I have a class from which I create a temporary object. I can bind a const-reference to this temporary object, and it works as expected. However, if I call a member function, which returns std::move(*this), on this temporary object, and bind to this return value, it does not work as I expected. The short code below reproduces my problem and is self-explanatory.

#include <iostream>
#include <cstdlib>
#include <vector>

class myval {
    public:
    std::vector<int> i;
    myval(int i) : i({i}) {}
    myval(const myval& v) = delete;
    myval(myval&& v) : i(std::move(v.i)) {}
    myval&& addone() && {
        i[0]++;
        return std::move(*this);
    }

};

int main()
{
    //Object is moved, works like expected
    const auto moved_value = myval{7}.addone();
    std::cout << moved_value.i[0] << std::endl;

    //Const reference is supposed extend the lifetime of a temporary object
    const auto& u = myval{7};
    //Prints 7, as expected
    std::cout << u.i[0] << std::endl;

    const auto& v = myval{7}.addone();
    //Why does this print 0?
    std::cout << v.i[0] << std::endl;

    return 0;
}

Edit:

  1. Given what the explanation might be for this, is it possible to make this work so that the assignment " const auto& v =.... " works?

  2. Why does the following assignment work when my doesn't?

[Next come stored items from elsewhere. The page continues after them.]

//! Station identifier value object

use std::fmt;

use serde::{Deserialize, Serialize};

use crate::errors::DomainError;

/// An aviation weather station identifier (e.g., KMSN, EDDF)
///
/// Identifiers are free-form but never empty and never contain whitespace.
/// Input is case-insensitive; the stored form is always uppercase.
#[derive(Debug, Clone, PartialEq, Eq, Hash, Serialize)]
#[serde(transparent)]
pub struct StationId {
    value: String,
}

impl StationId {
    /// Create a new station identifier, normalizing to uppercase
    pub fn new(raw: impl AsRef<str>) -> Result<Self, DomainError> {
        let trimmed = raw.as_ref().trim();

        if trimmed.is_empty() {
            return Err(DomainError::InvalidStationId(
                "Station identifier must not be empty".to_string(),
            ));
        }

        if trimmed.chars().any(char::is_whitespace) {
            return Err(DomainError::InvalidStationId(format!(
                "Station identifier must not contain whitespace: {trimmed}"
            )));
        }

        Ok(Self {
            value: trimmed.to_uppercase(),
        })
    }

    /// Get the identifier as a string slice (uppercase)
    pub fn as_str(&self) -> &str {
        &self.value
    }
}

impl fmt::Display for StationId {
    fn fmt(&self, f: &mut fmt::Formatter<'_>) -> fmt::Result {
        write!(f, "{}", self.value)
    }
}

impl std::str::FromStr for StationId {
    type Err = DomainError;

    fn from_str(s: &str) -> Result<Self, Self::Err> {
        Self::new(s)
    }
}

impl TryFrom<String> for StationId {
    type Error = DomainError;

    fn try_from(value: String) -> Result<Self, Self::Error> {
        Self::new(value)
    }
}

impl AsRef<str> for StationId {
    fn as_ref(&self) -> &str {
        &self.value
    }
}

impl<'de> Deserialize<'de> for StationId {
    fn deserialize<D>(deserializer: D) -> Result<Self, D::Error>
    where
        D: serde::Deserializer<'de>,
    {
        let value = String::deserialize(deserializer)?;
        Self::new(value).map_err(serde::de::Error::custom)
    }
}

     const auto& s = std::string("hi")[1]; std::cout << s;

A const reference only extends the lifetime of function local temporaries. In the line

const auto& v = myval{7}.addone();

your reference is not binding to a temporary. addone returns by reference which means you are working with a lvalue instead of a temporary and consequently when the full expressions ends you are left with a reference to an object that no longer exists.


Regarding edits. To make

const auto& v = myval{7}.addone();

I would change addone to return by value like

myval addone() && {
    i[0]++;
    return std::move(*this);
}

This will then give you the correct behavior as it moves the object into a temporary that you then extend the lifetime.

For

const auto& s = std::string("hi")[1];
std::cout << s;

You code has undefined behavior and unfortunately you get what you expect. You are doing the same thing as the previous example and you get no lifetime extension of the temporary string you created.

Reference lifetime extension only works when applied directly to the forehead a temporary object.

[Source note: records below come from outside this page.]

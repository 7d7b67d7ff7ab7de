//! Report formatting
//!
//! Turns METAR and TAF records into transport-neutral [`ReportPayload`]s.
//! Everything here is pure: the same record and identifier always give the
//! same payload, and no optional field can make formatting fail.

use chrono::{DateTime, Utc};
use domain::{
    Ceiling, Field, FlightCategory, ForecastPeriod, MetarRecord, Panel, PanelColor, Report,
    ReportPayload, SkyCover, SkyLayer, TafRecord, Wind,
};

/// Icon shown next to report messages
pub const DEFAULT_ICON_URL: &str = "https://aviationweather.gov/images/layout/noaa_logo.png";

/// Visibility above which forecasts report `6+ SM`
const FORECAST_VISIBILITY_CAP_SM: f64 = 6.0;

/// Formats weather records into report payloads
#[derive(Debug, Clone, PartialEq, Eq)]
pub struct ReportFormatter {
    icon_url: Option<String>,
}

impl Default for ReportFormatter {
    fn default() -> Self {
        Self::new(DEFAULT_ICON_URL)
    }
}

impl ReportFormatter {
    /// Create a formatter with the given icon URL
    ///
    /// An empty (or blank) URL leaves the icon out of every payload.
    pub fn new(icon_url: impl Into<String>) -> Self {
        let icon_url = icon_url.into();
        Self {
            icon_url: (!icon_url.trim().is_empty()).then_some(icon_url),
        }
    }

    /// Configured icon URL
    pub fn icon_url(&self) -> Option<&str> {
        self.icon_url.as_deref()
    }

    /// Format a METAR observation
    ///
    /// `identifier` is the station as requested; it is only used for the
    /// title and the no-data text.
    #[must_use]
    pub fn format_observation(
        &self,
        record: Option<&MetarRecord>,
        identifier: &str,
    ) -> ReportPayload {
        let station = normalize_identifier(identifier);
        let Some(metar) = record else {
            return ReportPayload::no_data(format!(
                "No METAR results for {station}. Either not a valid station ID or some other error occurred."
            ));
        };

        let category = FlightCategory::from_code(&metar.flight_category);
        let category_display = if metar.flight_category.trim().is_empty() {
            "N/A".to_string()
        } else {
            metar.flight_category.clone()
        };

        let fields = vec![
            Field::short(
                "Observation Time",
                metar.observation_time.format("%H%MZ").to_string(),
            ),
            Field::short("Flight Category", category_display),
            Field::short("Winds", wind_phrase(&metar.wind)),
            Field::short("Visibility", format!("{} SM", metar.visibility_statute_mi)),
            Field::short("Wx", wx_phrase(metar.wx_string.as_deref())),
            Field::short(
                "Sky Conditions",
                sky_phrase(&metar.sky_condition, metar.vert_vis_ft),
            ),
            Field::short("Temp (°C)", metar.temp_c.to_string()),
            Field::short("Dewpoint (°C)", metar.dewpoint_c.to_string()),
            Field::short("Altimeter", format!("{:.2}", metar.altim_in_hg)),
            Field::short(
                "Field Elevation",
                format!("{:.0}", metar.elevation_ft().round()),
            ),
        ];

        ReportPayload::Report(Report {
            title: format!("METAR for {station}"),
            raw_text: metar.raw_text.clone(),
            header: Vec::new(),
            icon_url: self.icon_url.clone(),
            panels: vec![Panel::new(PanelColor::for_category(category), fields)],
        })
    }

    /// Format a TAF with one panel per forecast period
    #[must_use]
    pub fn format_forecast(&self, record: Option<&TafRecord>, identifier: &str) -> ReportPayload {
        let station = normalize_identifier(identifier);
        let Some(taf) = record else {
            return ReportPayload::no_data(format!(
                "No TAF results for {station}. Either not a valid station ID, TAFs aren't issued, or some other error occurred."
            ));
        };

        let header = vec![
            Field::short("Issued", taf.issue_time.format("%d%H%MZ").to_string()),
            Field::short("Valid from", taf.valid_time_from.format("%d%H").to_string()),
            Field::short("Valid to", taf.valid_time_to.format("%d%H").to_string()),
        ];

        ReportPayload::Report(Report {
            title: format!("TAF for {station}"),
            raw_text: taf.raw_text.clone(),
            header,
            icon_url: self.icon_url.clone(),
            panels: taf.forecast.iter().map(forecast_panel).collect(),
        })
    }
}

fn normalize_identifier(identifier: &str) -> String {
    identifier.trim().to_uppercase()
}

fn forecast_panel(period: &ForecastPeriod) -> Panel {
    let from = period_time(period.fcst_time_from);
    let ceiling = Ceiling::from_sky(&period.sky_condition, period.vert_vis_ft);
    let category = FlightCategory::from_conditions(ceiling, period.visibility_statute_mi);

    let fields = vec![
        Field::short("Forecast From", from.clone()),
        Field::short("Forecast To", period_time(period.fcst_time_to)),
        Field::short("Change Type", change_phrase(period, &from)),
        Field::short("Winds", forecast_wind_phrase(&period.wind)),
        Field::short(
            "Visibility",
            forecast_visibility_phrase(period.visibility_statute_mi),
        ),
        Field::short("Wx", wx_phrase(period.wx_string.as_deref())),
        Field::short(
            "Sky Conditions",
            sky_phrase(&period.sky_condition, period.vert_vis_ft),
        ),
        Field::short("Flight Category", category.code()),
    ];

    Panel::new(PanelColor::for_category(Some(category)), fields)
}

fn period_time(time: DateTime<Utc>) -> String {
    time.format("%d%HZ").to_string()
}

// ── Phrases ─────────────────────────────────────────────────────

/// Wind phrase for an observation
///
/// A missing direction reads as 0, so it renders as calm or variable.
#[must_use]
pub fn wind_phrase(wind: &Wind) -> String {
    with_gust(direction_phrase(wind), wind.gust_kt)
}

/// Wind phrase for a forecast period
///
/// A missing direction means the period does not change the wind.
#[must_use]
pub fn forecast_wind_phrase(wind: &Wind) -> String {
    let phrase = if wind.direction_degrees.is_none() {
        "No Change".to_string()
    } else {
        direction_phrase(wind)
    };
    with_gust(phrase, wind.gust_kt)
}

fn direction_phrase(wind: &Wind) -> String {
    if wind.is_calm() {
        "Calm".to_string()
    } else if wind.is_variable() {
        format!("Variable at {}", wind.speed_kt)
    } else {
        format!(
            "{:03} at {}",
            wind.direction_degrees.unwrap_or_default(),
            wind.speed_kt
        )
    }
}

fn with_gust(mut phrase: String, gust: Option<u32>) -> String {
    if let Some(gust) = gust {
        phrase.push_str(&format!(" gusting {gust}"));
    }
    phrase
}

/// Sky-conditions phrase
///
/// Several layers are listed one per line. A single layer (or none) gives
/// way to the vertical visibility when one is reported.
#[must_use]
pub fn sky_phrase(layers: &[SkyLayer], vertical_visibility_ft: Option<u32>) -> String {
    match (layers, vertical_visibility_ft) {
        ([] | [_], Some(vv)) => format!("Vertical visibility of {vv}"),
        ([], None) => "Not reported".to_string(),
        ([layer], None) => layer_phrase(layer),
        (layers, _) => layers
            .iter()
            .map(layer_phrase)
            .collect::<Vec<_>>()
            .join("\n"),
    }
}

fn layer_phrase(layer: &SkyLayer) -> String {
    match layer.cover {
        SkyCover::Skc => "Clear".to_string(),
        SkyCover::Cavok => "Cloud and Visibility OK".to_string(),
        SkyCover::Clr => "Clear under 12000".to_string(),
        cover => {
            let label = cover.layer_label().unwrap_or_else(|| cover.code());
            layer
                .base_ft_agl
                .map_or_else(|| label.to_string(), |base| format!("{label} at {base}"))
        },
    }
}

/// Forecast visibility, capped at `6+ SM`
#[must_use]
pub fn forecast_visibility_phrase(visibility_sm: f64) -> String {
    if visibility_sm > FORECAST_VISIBILITY_CAP_SM {
        "6+ SM".to_string()
    } else {
        format!("{visibility_sm} SM")
    }
}

/// Change-type text for a forecast period
///
/// `from` is the already formatted start of the period.
#[must_use]
pub fn change_phrase(period: &ForecastPeriod, from: &str) -> String {
    match period.change_indicator.as_deref() {
        None => "N/A".to_string(),
        Some("BECMG") => period.time_becoming.map_or_else(
            || format!("Becoming from {from}"),
            |until| format!("Becoming between {from} and {}", period_time(until)),
        ),
        Some("PROB") => period
            .probability
            .map_or_else(|| "PROB".to_string(), |p| format!("PROB {p}")),
        Some(other) => other.to_string(),
    }
}

fn wx_phrase(wx: Option<&str>) -> String {
    match wx {
        Some(wx) if !wx.trim().is_empty() => wx.to_string(),
        _ => "None".to_string(),
    }
}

There is no reference lifetime extension when applied to a reference.

myval&& addone() && {
    i[0]++;
    return std::move(*this);
}

the returns a reference. (rvalue and lvalue references are both kinds of reference)

const auto& v = myval{7}.addone();

this doesn't do reference lifetime extension, because we are binding a const auto& v to a reference, not a temporary.


How can we make it work? Well, rewriting addone 's signature we get:

myval addone() && {
    i[0]++;
    return std::move(*this);
}

now it returns a prvalue instead of a reference.

const auto& v = myval{7}.addone();

now this reference lifetime extends.

Your "why does this work" followup is because undefined behavior can do anything, including "appear to work". It isn't valid code.